Valtr Komárek was born to Jewish parents; his parents did not survive the concentration camp. He himself survived the concentration camp because he was able to escape and then hid until the liberation of Czechoslovakia. After the war he joined the KSČ and studied economics, including in Moscow . He then worked for the State Planning Commission of the ČSSR . 1964–1967 he stayed in Cuba, where he advised the incumbent Industry Minister Che Guevara . Within the economic politicians in the KSČ, he was one of the reformers around Ota Šik who wanted to implement a socialist market economy in the course of the reforms of the Prague Spring . In the spring of 1968 he became General Secretary of the Economic Council of the ČSSR, but in 1971 after the fall of the Prague Spring he was transferred to the customs administration.

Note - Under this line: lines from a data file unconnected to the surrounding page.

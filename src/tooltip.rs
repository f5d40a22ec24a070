//! Hover overlay for markers.
//!
//! Each marker registers an enter/leave binding with a [`HoverRegistry`]. Pointer
//! events are dispatched against the registry and toggle a single [`Overlay`].

use crate::{
    core::{Point, Vec2},
    model::Record,
};

pub const VISIBLE_OPACITY: f64 = 0.9;
pub const OVERLAY_OFFSET: Vec2 = Vec2::new(10.0, -28.0);

#[derive(Clone, Debug, PartialEq, Eq, serde::Serialize)]
pub struct TooltipContent {
    pub name: String,
    pub nationality: String,
    pub year: i32,
    pub time: String,
    pub doping: String, // "None" when clean
}

impl TooltipContent {
    pub fn for_record(r: &Record) -> Self {
        Self {
            name: r.name.clone(),
            nationality: r.nationality.clone(),
            year: r.year,
            time: r.time.clone(),
            doping: r.doping_note().to_string(),
        }
    }

    pub fn lines(&self) -> [String; 3] {
        [
            format!("{}: {}", self.name, self.nationality),
            format!("Year: {}, Time: {}", self.year, self.time),
            format!("Doping: {}", self.doping),
        ]
    }
}

#[derive(Clone, Copy, Debug, PartialEq, Eq, Hash, PartialOrd, Ord, serde::Serialize)]
pub struct MarkId(pub usize);

#[derive(Clone, Copy, Debug, PartialEq)]
pub enum PointerEvent {
    Enter(MarkId),
    Leave(MarkId),
}

/// The floating tooltip. Starts hidden.
#[derive(Clone, Debug, Default, PartialEq, serde::Serialize)]
pub struct Overlay {
    pub opacity: f64,
    pub at: Option<Point>,
    pub content: Option<TooltipContent>,
    pub focus: Option<MarkId>,
}

impl Overlay {
    pub fn is_visible(&self) -> bool {
        self.focus.is_some() && self.opacity > 0.0
    }
}

#[derive(Clone, Debug)]
struct HoverBinding {
    center: Point,
    radius: f64,
    content: TooltipContent,
}

#[derive(Clone, Debug, Default)]
pub struct HoverRegistry {
    bindings: Vec<HoverBinding>,
}

impl HoverRegistry {
    pub fn register(&mut self, center: Point, radius: f64, content: TooltipContent) -> MarkId {
        self.bindings.push(HoverBinding {
            center,
            radius,
            content,
        });
        MarkId(self.bindings.len() - 1)
    }

    pub fn len(&self) -> usize {
        self.bindings.len()
    }

    pub fn is_empty(&self) -> bool {
        self.bindings.is_empty()
    }

    /// Topmost (last registered) marker under `p`.
    pub fn hit_test(&self, p: Point) -> Option<MarkId> {
        self.bindings
            .iter()
            .enumerate()
            .rev()
            .find(|(_, b)| (p - b.center).hypot() <= b.radius)
            .map(|(i, _)| MarkId(i))
    }

    pub fn dispatch(&self, overlay: &mut Overlay, event: PointerEvent) {
        match event {
            PointerEvent::Enter(id) => {
                let Some(binding) = self.bindings.get(id.0) else {
                    return;
                };
                *overlay = Overlay {
                    opacity: VISIBLE_OPACITY,
                    at: Some(binding.center + OVERLAY_OFFSET),
                    content: Some(binding.content.clone()),
                    focus: Some(id),
                };
            }
            // leaving a marker that doesn't own the overlay changes nothing
            PointerEvent::Leave(id) if overlay.focus == Some(id) => *overlay = Overlay::default(),
            PointerEvent::Leave(_) => {}
        }
    }

    /// Turns a pointer position into the enter/leave events it implies.
    pub fn pointer_moved(&self, overlay: &mut Overlay, p: Point) {
        let hit = self.hit_test(p);
        if hit == overlay.focus {
            return;
        }
        if let Some(prev) = overlay.focus {
            self.dispatch(overlay, PointerEvent::Leave(prev));
        }
        if let Some(id) = hit {
            self.dispatch(overlay, PointerEvent::Enter(id));
        }
    }
}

In 1978 he became a research assistant at the Academy of Sciences and in 1984 director of the prognostic office of the Academy of Sciences. Here he worked with the future Czech President Miloš Zeman .

In the course of the Velvet Revolution he was appointed deputy head of government in the Czechoslovak interim government under Marián Čalfa in December 1989 ( Marián Čalfa I government ), which held office until the first free parliamentary elections in 1990. Komárek resigned from the KSČ and was elected to the Czechoslovak parliament in 1990 for the Občanské fórum (citizens' forum). In 1991 he joined the social democratic ČSSD as a member of the social democratic ČSSD in the course of the dissolution of the Citizens Forum and was the party's top candidate in the Czechoslovak parliamentary elections in 1992, in which he was able to defend his mandate. In the course of the dissolution of Czechoslovakia on January 1, 1993, the mandate expired. Komárek then withdrew from political life. In 2011 he was elected honorary chairman of the ČSSD.

Komárek died on May 16, 2013 after complications after heart surgery in Prague.